ZIMBABWE’S hospitality sector has been hit by a huge deficit of skilled workforce, prompting industry officials to call on the government to look into how best their contributions to the Zimbabwe Manpower Development Fund could be utilised to rescue the industry.
Addressing delegates who attended the Hospitality Association of Zimbabwe (HAZ) 2022 annual congress in Victoria Falls last week, HAZ president Farai Chimba said the sector lost a significant number of employees following the outbreak of Covid-19 pandemic.
“We welcome the recent successful bidding for large events for the country which will have an immense impact on business and contribution to GDP (gross domestic product) growth from the current 4,5% as tourism,” Chimba said.
“While the national room stock is not fully utilised MICE (meetings, incentives, conferences and exhibitions) will be critical to grow occupancy and supported by large convention centres we believe tripling growth is achievable,” he said.

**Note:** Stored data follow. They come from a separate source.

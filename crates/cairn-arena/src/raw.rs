//! Low-level claim machinery for the static arena's backing region.
//!
//! This is the only module in the workspace containing `unsafe` code. It
//! owns the process-wide static byte region and the claim flag that
//! guarantees at most one outstanding `&mut` borrow of that region. Each
//! `unsafe` use carries a `// SAFETY:` comment.

#![allow(unsafe_code)]

use std::cell::UnsafeCell;
use std::sync::atomic::{AtomicBool, Ordering};

use crate::static_arena::STATIC_CAPACITY;

struct StaticStorage(UnsafeCell<[u8; STATIC_CAPACITY]>);

// SAFETY: all access to the inner buffer is gated by `CLAIMED`; `try_claim`
// hands out at most one `&mut` at a time.
unsafe impl Sync for StaticStorage {}

static STORAGE: StaticStorage = StaticStorage(UnsafeCell::new([0; STATIC_CAPACITY]));
static CLAIMED: AtomicBool = AtomicBool::new(false);

/// Claim exclusive access to the static region.
///
/// Returns `None` if the region is already claimed. The caller must stop
/// using the returned borrow before [`unclaim`] runs.
pub(crate) fn try_claim() -> Option<&'static mut [u8]> {
    if CLAIMED.swap(true, Ordering::AcqRel) {
        return None;
    }
    // SAFETY: the swap above made this caller the sole claimant, so no
    // other `&mut` into STORAGE exists until `unclaim`, and claimants do
    // not touch the region after releasing.
    let region: &'static mut [u8] = unsafe { &mut (&mut (*STORAGE.0.get()))[..] };
    Some(region)
}

/// Return the static region to the unclaimed state.
///
/// The borrow handed out by [`try_claim`] must be dead by the time this is
/// called; the next `try_claim` will alias it otherwise.
pub(crate) fn unclaim() {
    CLAIMED.store(false, Ordering::Release);
}

#[cfg(test)]
mod tests {
    use super::*;
    use crate::test_serial;

    #[test]
    fn claim_is_exclusive_until_unclaimed() {
        let _serial = test_serial::GLOBAL_STATE
            .lock()
            .unwrap_or_else(|e| e.into_inner());

        let region = try_claim().unwrap();
        assert_eq!(region.len(), STATIC_CAPACITY);
        assert!(try_claim().is_none());

        unclaim();
        let region = try_claim().unwrap();
        assert_eq!(region.len(), STATIC_CAPACITY);
        unclaim();
    }
}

“All this can only be complemented by human capital development which is currently a major challenge.
“The sector employed 99 141 in 2018, this is now greatly reduced due to the pandemic and we find ourselves with a huge deficit in skilled workforce.”
He called on the government to look into how best the contributions by players to Zimdef may be utilised to capacitate this critical aspect of the hospitality sector’s operations.
Chimba said as a sector they had a crucial role to play to grow the industry towards a US$5 billion tourism economy by 2025.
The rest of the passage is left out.